Intestinal parasites including Cryptosporidium, Cyclospora, Giardia, and Microsporidia, Entamoeba histolytica, Strongyloides, Schistosomiasis, and Echinococcus: Guidelines from the American Society of Transplantation Infectious Diseases Community of Practice
Clinical Transplantation. 2019;33(9):e13618
These updated guidelines from the Infectious Diseases Community of Practice of the American Society of Transplantation review the diagnosis, prevention, and management of intestinal parasites in the pre- and post-transplant period. Intestinal parasites are prevalent in the developing regions of the world.

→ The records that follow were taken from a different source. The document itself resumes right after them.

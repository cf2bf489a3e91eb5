//! Server-side service adapters.

pub mod geofence_sync;
pub mod sms_http;

pub use geofence_sync::GeofenceSync;
pub use sms_http::HttpSmsGateway;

With increasing travel to and from endemic regions, changing immigration patterns, and the expansion of transplant medicine in developing countries, they are increasingly recognized as a source of morbidity and mortality in solid-organ transplant recipients. Parasitic infections may be acquired from the donor allograft, from reactivation, or from de novo acquisition post-transplantation. Gastrointestinal multiplex assays have been developed; some of the panels include testing for Cryptosporidium, Cyclospora, Entamoeba histolytica, and Giardia, and the performance is comparable to conventional methods. A polymerase chain reaction test, not yet widely available, has also been developed to detect Strongyloides in stool samples. New recommendations have been developed to minimize the risk of Strongyloides donor-derived events. Deceased donors with epidemiological risk factors should be screened for Strongyloides and recipients treated if positive as soon as the results are available. New therapeutic agents and studies addressing the optimal treatment regimen for solid-organ transplant recipients are unmet needs.